Work item
The lines of the records that include "minute" should all be copied.

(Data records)
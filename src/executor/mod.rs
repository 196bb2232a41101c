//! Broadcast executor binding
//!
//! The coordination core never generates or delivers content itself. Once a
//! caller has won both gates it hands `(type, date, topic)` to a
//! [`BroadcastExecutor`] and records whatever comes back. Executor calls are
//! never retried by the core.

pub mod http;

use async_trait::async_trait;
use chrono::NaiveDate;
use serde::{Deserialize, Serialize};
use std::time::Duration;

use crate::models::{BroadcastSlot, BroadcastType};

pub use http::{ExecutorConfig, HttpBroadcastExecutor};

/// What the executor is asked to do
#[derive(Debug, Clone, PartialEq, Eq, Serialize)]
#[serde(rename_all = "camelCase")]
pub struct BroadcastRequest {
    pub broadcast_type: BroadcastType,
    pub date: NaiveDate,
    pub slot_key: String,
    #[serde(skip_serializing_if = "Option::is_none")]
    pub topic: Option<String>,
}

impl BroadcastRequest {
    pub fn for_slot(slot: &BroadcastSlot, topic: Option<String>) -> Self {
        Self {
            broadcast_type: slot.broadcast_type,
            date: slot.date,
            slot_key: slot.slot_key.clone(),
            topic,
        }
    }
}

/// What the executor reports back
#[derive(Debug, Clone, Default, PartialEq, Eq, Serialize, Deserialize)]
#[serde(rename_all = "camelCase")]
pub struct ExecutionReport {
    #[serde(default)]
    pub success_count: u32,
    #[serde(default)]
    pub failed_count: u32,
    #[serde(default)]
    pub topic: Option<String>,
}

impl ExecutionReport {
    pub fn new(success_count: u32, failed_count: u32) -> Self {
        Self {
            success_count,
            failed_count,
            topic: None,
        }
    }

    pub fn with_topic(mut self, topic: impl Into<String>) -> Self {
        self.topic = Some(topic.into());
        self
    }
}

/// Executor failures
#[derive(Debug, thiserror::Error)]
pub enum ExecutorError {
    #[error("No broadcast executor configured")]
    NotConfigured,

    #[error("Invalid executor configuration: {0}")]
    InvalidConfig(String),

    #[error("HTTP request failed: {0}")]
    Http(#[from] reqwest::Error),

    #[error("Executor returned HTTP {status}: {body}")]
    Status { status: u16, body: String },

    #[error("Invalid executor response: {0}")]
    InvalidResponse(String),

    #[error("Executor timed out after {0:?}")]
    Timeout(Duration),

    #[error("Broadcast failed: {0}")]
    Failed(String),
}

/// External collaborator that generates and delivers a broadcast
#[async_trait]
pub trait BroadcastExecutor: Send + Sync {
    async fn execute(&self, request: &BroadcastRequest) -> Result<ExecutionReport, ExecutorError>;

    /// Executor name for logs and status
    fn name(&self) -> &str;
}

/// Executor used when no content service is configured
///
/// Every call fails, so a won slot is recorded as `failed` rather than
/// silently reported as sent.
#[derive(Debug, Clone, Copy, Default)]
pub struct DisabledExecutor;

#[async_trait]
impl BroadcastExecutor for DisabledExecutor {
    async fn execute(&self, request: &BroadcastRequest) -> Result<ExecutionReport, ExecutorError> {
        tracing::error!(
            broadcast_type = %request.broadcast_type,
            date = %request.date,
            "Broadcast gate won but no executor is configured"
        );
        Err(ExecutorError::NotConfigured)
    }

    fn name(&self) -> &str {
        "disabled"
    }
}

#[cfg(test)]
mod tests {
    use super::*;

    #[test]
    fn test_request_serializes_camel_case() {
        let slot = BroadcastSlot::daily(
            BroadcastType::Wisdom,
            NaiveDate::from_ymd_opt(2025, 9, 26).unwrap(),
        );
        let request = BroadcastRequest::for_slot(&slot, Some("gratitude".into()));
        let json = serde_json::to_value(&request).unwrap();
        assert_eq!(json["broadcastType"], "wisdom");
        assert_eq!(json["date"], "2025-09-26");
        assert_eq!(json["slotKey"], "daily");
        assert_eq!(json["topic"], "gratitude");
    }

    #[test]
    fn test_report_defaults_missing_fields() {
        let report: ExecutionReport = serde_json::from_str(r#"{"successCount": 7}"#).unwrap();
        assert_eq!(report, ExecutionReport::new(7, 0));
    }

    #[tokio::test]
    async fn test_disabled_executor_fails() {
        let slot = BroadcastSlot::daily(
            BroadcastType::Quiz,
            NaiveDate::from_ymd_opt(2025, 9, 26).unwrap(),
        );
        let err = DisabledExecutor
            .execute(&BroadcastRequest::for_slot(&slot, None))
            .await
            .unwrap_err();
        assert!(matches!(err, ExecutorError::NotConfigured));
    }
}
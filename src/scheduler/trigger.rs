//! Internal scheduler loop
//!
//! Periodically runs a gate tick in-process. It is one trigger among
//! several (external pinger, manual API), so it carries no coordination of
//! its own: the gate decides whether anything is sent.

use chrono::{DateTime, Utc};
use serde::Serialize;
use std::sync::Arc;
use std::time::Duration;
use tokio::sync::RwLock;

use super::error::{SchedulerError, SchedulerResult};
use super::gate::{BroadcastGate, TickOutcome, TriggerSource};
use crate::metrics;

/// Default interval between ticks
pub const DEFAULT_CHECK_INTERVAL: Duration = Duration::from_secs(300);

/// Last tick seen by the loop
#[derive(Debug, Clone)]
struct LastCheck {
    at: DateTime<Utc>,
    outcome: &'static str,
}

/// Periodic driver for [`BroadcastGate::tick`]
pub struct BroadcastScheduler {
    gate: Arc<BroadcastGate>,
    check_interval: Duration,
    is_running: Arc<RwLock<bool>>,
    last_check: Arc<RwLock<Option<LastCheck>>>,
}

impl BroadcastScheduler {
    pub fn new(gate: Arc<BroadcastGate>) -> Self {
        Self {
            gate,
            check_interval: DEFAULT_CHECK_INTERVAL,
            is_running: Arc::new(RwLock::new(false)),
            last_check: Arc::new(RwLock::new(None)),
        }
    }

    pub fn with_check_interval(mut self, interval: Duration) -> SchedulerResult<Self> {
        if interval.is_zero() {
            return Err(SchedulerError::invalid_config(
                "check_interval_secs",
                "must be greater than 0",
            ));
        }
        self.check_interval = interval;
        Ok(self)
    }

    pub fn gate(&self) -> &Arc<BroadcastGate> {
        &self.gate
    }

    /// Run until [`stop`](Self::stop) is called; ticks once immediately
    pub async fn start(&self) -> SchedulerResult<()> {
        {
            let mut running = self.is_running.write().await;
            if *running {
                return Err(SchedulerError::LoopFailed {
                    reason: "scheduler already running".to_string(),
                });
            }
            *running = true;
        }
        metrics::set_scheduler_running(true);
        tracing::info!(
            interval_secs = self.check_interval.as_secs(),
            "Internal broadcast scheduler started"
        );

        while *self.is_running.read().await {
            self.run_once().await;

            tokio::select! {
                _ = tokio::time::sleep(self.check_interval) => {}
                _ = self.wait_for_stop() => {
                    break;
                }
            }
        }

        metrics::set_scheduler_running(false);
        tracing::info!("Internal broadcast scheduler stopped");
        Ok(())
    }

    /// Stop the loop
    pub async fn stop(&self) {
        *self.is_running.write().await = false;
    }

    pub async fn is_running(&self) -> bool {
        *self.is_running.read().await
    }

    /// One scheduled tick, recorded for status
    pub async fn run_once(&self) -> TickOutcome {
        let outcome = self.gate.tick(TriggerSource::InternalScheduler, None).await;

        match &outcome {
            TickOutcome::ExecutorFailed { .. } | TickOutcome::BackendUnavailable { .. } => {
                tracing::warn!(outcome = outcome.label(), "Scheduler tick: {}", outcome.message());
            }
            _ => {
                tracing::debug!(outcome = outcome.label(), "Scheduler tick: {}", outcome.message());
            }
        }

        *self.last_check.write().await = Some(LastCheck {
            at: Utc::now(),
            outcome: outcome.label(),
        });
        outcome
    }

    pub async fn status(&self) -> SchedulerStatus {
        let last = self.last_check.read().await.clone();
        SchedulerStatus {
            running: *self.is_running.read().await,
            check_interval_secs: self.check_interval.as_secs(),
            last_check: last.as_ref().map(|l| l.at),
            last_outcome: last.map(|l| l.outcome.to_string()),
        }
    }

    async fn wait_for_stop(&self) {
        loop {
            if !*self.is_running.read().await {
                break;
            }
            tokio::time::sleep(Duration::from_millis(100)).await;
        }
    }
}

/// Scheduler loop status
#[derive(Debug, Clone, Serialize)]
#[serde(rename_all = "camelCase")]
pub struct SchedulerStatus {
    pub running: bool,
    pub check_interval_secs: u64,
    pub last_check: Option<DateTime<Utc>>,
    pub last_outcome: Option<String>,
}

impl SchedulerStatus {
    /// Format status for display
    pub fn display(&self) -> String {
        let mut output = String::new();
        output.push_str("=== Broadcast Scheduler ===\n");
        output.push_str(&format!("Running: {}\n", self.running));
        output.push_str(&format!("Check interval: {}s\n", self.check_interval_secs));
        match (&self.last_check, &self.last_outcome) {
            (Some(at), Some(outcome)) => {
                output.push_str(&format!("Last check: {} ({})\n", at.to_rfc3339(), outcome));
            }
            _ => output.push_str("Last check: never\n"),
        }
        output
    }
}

==

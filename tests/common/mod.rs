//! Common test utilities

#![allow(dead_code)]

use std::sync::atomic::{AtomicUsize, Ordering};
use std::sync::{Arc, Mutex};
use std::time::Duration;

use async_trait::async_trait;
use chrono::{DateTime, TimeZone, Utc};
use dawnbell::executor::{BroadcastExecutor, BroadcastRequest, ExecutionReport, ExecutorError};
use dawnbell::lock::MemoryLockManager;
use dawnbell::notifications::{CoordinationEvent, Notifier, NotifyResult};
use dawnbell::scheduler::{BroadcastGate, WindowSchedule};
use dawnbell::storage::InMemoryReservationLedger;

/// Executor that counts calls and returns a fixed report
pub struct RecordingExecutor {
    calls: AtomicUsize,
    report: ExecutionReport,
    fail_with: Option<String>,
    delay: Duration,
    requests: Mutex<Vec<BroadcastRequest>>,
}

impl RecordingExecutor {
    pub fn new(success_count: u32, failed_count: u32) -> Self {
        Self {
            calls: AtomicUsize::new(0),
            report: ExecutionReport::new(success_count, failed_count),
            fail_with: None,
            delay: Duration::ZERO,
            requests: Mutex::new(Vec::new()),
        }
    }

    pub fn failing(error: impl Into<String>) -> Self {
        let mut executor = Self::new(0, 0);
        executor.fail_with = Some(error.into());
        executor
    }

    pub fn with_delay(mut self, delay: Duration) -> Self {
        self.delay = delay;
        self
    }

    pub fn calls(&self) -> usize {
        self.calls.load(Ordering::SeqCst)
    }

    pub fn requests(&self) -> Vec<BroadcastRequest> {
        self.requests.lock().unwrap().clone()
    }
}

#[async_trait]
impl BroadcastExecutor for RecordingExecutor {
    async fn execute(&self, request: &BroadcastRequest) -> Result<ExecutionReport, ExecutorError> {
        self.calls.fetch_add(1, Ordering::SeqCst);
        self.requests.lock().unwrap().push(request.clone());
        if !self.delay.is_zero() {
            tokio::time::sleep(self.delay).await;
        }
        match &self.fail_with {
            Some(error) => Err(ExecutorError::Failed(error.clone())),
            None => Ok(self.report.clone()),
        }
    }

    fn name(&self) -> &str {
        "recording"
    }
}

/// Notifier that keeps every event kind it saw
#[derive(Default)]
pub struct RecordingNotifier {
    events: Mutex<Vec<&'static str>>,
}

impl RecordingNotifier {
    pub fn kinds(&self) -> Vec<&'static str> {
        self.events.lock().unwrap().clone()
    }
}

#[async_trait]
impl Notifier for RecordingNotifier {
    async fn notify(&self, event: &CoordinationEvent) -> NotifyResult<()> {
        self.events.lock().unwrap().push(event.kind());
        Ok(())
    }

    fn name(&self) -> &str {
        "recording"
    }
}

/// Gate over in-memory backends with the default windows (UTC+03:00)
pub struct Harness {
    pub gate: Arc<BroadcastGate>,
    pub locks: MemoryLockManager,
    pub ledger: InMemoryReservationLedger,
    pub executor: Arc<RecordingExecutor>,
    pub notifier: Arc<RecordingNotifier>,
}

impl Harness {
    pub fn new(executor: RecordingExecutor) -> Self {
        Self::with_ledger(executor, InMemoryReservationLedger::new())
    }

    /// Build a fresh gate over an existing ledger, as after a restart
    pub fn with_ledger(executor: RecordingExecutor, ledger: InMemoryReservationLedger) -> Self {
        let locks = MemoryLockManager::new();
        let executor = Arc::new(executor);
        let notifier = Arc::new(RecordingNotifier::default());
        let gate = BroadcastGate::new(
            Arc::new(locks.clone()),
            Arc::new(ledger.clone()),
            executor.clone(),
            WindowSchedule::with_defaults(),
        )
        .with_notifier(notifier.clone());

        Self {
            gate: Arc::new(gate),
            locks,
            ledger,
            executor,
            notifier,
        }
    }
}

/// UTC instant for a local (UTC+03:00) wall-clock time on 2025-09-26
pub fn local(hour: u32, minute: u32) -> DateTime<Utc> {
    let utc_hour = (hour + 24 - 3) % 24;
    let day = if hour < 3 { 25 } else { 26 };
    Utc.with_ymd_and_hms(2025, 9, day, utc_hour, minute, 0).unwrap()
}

Solved problem
pub fn local(hour: u32, minute: u32) -> DateTime<Utc> {
    Utc.with_ymd_and_hms(2025, 9, day, utc_hour, minute, 0).unwrap()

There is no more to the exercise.